Esemplastic thermoplastic

A lot of major advances of science that are used by laypeople every day are applications of such tangible fields as physics, chemistry, or biology, but there’s one major component of the modern civilization that is based on pure math. It is a bridge, a suspension bridge to make it the best example, something millions of people trust their lives to, every single day, even if they believe mathematics to be useless.

Of course, the humans have been building bridges since prehistoric times, enabling transportation, which, in turn, enabled trade and economy and the progress. Those who build a bridge have to account for a great variety of forces that will act on it during its lifetime: the weight of the bridge itself, the weight of the traffic it is expected to support, the environmental factors of wind, earthquake, or water. All of that combines into tension, compression, shear, and torsion, and different materials handle these differently. Stone handles compression but not tension or torsion. Wood handles tension better. Ropes and cables handle tension and torsion, but not compression. Steel handles everything, but is heavy and expensive.
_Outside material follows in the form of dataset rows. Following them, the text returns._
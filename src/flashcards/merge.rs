//! Store merging
//!
//! A full indexing pass rebuilds the store from scratch; merging carries
//! review history forward for cards whose id survived the rescan. The
//! result is exactly the freshly parsed set, so cards whose source block
//! disappeared drop out of the store.

use std::collections::HashMap;

use super::models::Card;

/// Reconcile freshly parsed cards against the previously persisted list.
///
/// A fresh card whose id exists in `previous` takes over that card's
/// scheduling sub-state; its text and provenance stay the fresh values.
/// Everything else keeps the defaults set by [`Card::new`].
pub fn merge_cards(fresh: Vec<Card>, previous: &[Card]) -> Vec<Card> {
    let by_id: HashMap<&str, &Card> = previous.iter().map(|c| (c.id.as_str(), c)).collect();

    fresh
        .into_iter()
        .map(|mut card| {
            if let Some(old) = by_id.get(card.id.as_str()) {
                card.last_reviewed = old.last_reviewed;
                card.next_review = old.next_review;
                card.ease_factor = old.ease_factor;
                card.interval = old.interval;
                card.review_count = old.review_count;
            }
            card
        })
        .collect()
}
One of the bridge type, as old as mankind itself, is the suspension bridge. First made of vines and ropes that are thrown across a chasm, with wooden plank decks later added, such bridges worked in situations where no solid stone arch or wooden beam or cantilever or any other engineering structure would be feasible. One such suspension bridge built in the 7th century in Mayan city of Yaxchilan remained the longest bridge in the world until the masonry arch Trezzo Bridge was completed in Lomardy in 1377. Modern suspension bridges, however, are not catenary, which means the shape of the bridge deck is not following the catenary curve, but is instead straight or even slightly arched upwards, strong enough to let vehicles and even trains to cross. The deck is suspended on a multitude of cables, which are either directly attached to the pillars (a construction known as cable-stayed bridge) or are vertical, attached to the main cables which are catenary (the commonly seen suspension bridge design). The weight of the deck turns onto tension load on the cables and compression load on the pillars where the main cables are connected.
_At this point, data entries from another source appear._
//! JSON persistence for the card store and review settings
//!
//! Layout under the data directory:
//! cards.json      # the full card store
//! settings.json   # review settings
//!
//! Every mutation is a read-modify-write of the whole store; there is no
//! locking, and concurrent writers can lose updates.

use std::fs;
use std::path::PathBuf;

use chrono::Utc;
use thiserror::Error;

use crate::settings::ReviewSettings;

use super::models::{Card, CardStore};

#[derive(Error, Debug)]
pub enum CardStorageError {
    #[error("IO error: {0}")]
    Io(#[from] std::io::Error),

    #[error("JSON error: {0}")]
    Json(#[from] serde_json::Error),

    #[error("Card not found: {0}")]
    CardNotFound(String),

    #[error("Data directory not found")]
    DataDirNotFound,
}

pub type Result<T> = std::result::Result<T, CardStorageError>;

/// Storage handle passed explicitly to every operation that touches disk
pub struct CardStorage {
    base_path: PathBuf,
}

impl CardStorage {
    pub fn new(base_path: PathBuf) -> Self {
        Self { base_path }
    }

    /// Get the default data directory
    pub fn default_data_dir() -> Result<PathBuf> {
        dirs::data_local_dir()
            .map(|p| p.join("mneme"))
            .ok_or(CardStorageError::DataDirNotFound)
    }

    fn store_path(&self) -> PathBuf {
        self.base_path.join("cards.json")
    }

    fn settings_path(&self) -> PathBuf {
        self.base_path.join("settings.json")
    }

    /// Initialize the storage directory
    pub fn init(&self) -> Result<()> {
        fs::create_dir_all(&self.base_path)?;
        Ok(())
    }

    /// Load the card store; a missing file is an empty store
    pub fn load_store(&self) -> Result<CardStore> {
        let path = self.store_path();
        if !path.exists() {
            return Ok(CardStore::empty());
        }

        let content = fs::read_to_string(&path)?;
        let store: CardStore = serde_json::from_str(&content)?;
        Ok(store)
    }

    /// Write the full card store
    pub fn save_store(&self, store: &CardStore) -> Result<()> {
        fs::write(self.store_path(), serde_json::to_string_pretty(store)?)?;
        Ok(())
    }

    /// Write one reviewed card back into the store by id lookup
    pub fn update_card(&self, card: &Card) -> Result<()> {
        let mut store = self.load_store()?;
        let pos = store
            .cards
            .iter()
            .position(|c| c.id == card.id)
            .ok_or_else(|| CardStorageError::CardNotFound(card.id.clone()))?;

        store.cards[pos] = card.clone();
        store.timestamp = Utc::now();
        self.save_store(&store)
    }

    /// Load settings, applying defaults and domain clamping once.
    ///
    /// A missing file yields the defaults; a malformed or unknown-field
    /// file is an error rather than a silent reset.
    pub fn load_settings(&self) -> Result<ReviewSettings> {
        let path = self.settings_path();
        if !path.exists() {
            return Ok(ReviewSettings::default());
        }

        let content = fs::read_to_string(&path)?;
        let settings: ReviewSettings = serde_json::from_str(&content)?;
        Ok(settings.clamped())
    }

    pub fn save_settings(&self, settings: &ReviewSettings) -> Result<()> {
        fs::write(
            self.settings_path(),
            serde_json::to_string_pretty(settings)?,
        )?;
        Ok(())
    }
}

#[cfg(test)]
mod tests {
    use chrono::{Duration, Utc};
    use tempfile::TempDir;

    use super::*;

    fn storage() -> (TempDir, CardStorage) {
        let dir = TempDir::new().unwrap();
        let storage = CardStorage::new(dir.path().to_path_buf());
        storage.init().unwrap();
        (dir, storage)
    }

    fn card(front: &str) -> Card {
        Card::new(front.to_string(), "back".to_string(), "Notes".to_string(), 0)
    }

    #[test]
    fn missing_store_loads_empty() {
        let (_dir, storage) = storage();
        let store = storage.load_store().unwrap();
        assert!(store.cards.is_empty());
        assert_eq!(store.total_cards, 0);
    }

    #[test]
    fn store_round_trip_preserves_cards() {
        let (_dir, storage) = storage();
        let now = Utc::now();
        let mut reviewed = card("Q1");
        reviewed.last_reviewed = Some(now);
        reviewed.next_review = Some(now + Duration::days(3));
        reviewed.ease_factor = 2.2;
        reviewed.interval = 3;
        reviewed.review_count = 2;

        let store = CardStore::new(vec![reviewed.clone(), card("Q2")]);
        storage.save_store(&store).unwrap();

        let loaded = storage.load_store().unwrap();
        assert_eq!(loaded.total_cards, 2);
        assert_eq!(loaded.cards[0], reviewed);
        assert_eq!(loaded.cards[1].front, "Q2");
    }

    #[test]
    fn update_card_replaces_by_id() {
        let (_dir, storage) = storage();
        storage
            .save_store(&CardStore::new(vec![card("Q1"), card("Q2")]))
            .unwrap();

        let mut rated = card("Q1");
        rated.review_count = 1;
        rated.interval = 3;
        storage.update_card(&rated).unwrap();

        let loaded = storage.load_store().unwrap();
        assert_eq!(loaded.cards[0].review_count, 1);
        assert_eq!(loaded.cards[0].interval, 3);
        assert_eq!(loaded.cards[1].review_count, 0);
    }

    #[test]
    fn update_unknown_card_is_an_error() {
        let (_dir, storage) = storage();
        storage.save_store(&CardStore::new(vec![])).unwrap();

        let result = storage.update_card(&card("ghost"));
        assert!(matches!(result, Err(CardStorageError::CardNotFound(_))));
    }

    #[test]
    fn missing_settings_load_defaults() {
        let (_dir, storage) = storage();
        assert_eq!(storage.load_settings().unwrap(), ReviewSettings::default());
    }

    #[test]
    fn settings_round_trip() {
        let (_dir, storage) = storage();
        let mut settings = ReviewSettings::default();
        settings.cards_per_session = 7;
        settings.easy_bonus = 1.5;
        storage.save_settings(&settings).unwrap();
        assert_eq!(storage.load_settings().unwrap(), settings);
    }

    #[test]
    fn out_of_range_settings_are_clamped_at_load() {
        let (_dir, storage) = storage();
        fs::write(
            storage.settings_path(),
            r#"{"easyBonus": 9.0, "maxInterval": 5}"#,
        )
        .unwrap();

        let settings = storage.load_settings().unwrap();
        assert_eq!(settings.easy_bonus, 2.0);
        assert_eq!(settings.max_interval, 30);
    }

    #[test]
    fn unknown_settings_fields_are_an_error() {
        let (_dir, storage) = storage();
        fs::write(storage.settings_path(), r#"{"mystery": 1}"#).unwrap();
        assert!(storage.load_settings().is_err());
    }
}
The precise geometries of the cables strung in the air have given the suspension bridges a look of mathematical perfection and turned some of them from utility construction into major landmarks and tourist attractions. Their pictures appear in glossy magazines and coffee table books instead of engineering textbooks. It is also impressive to see how the line of technology is unbroken for thousands of years, from the first vine across a chasm to the colossal modern day bridges; what changed are the materials, the precision, and the daring reach of science and engineering defying nature.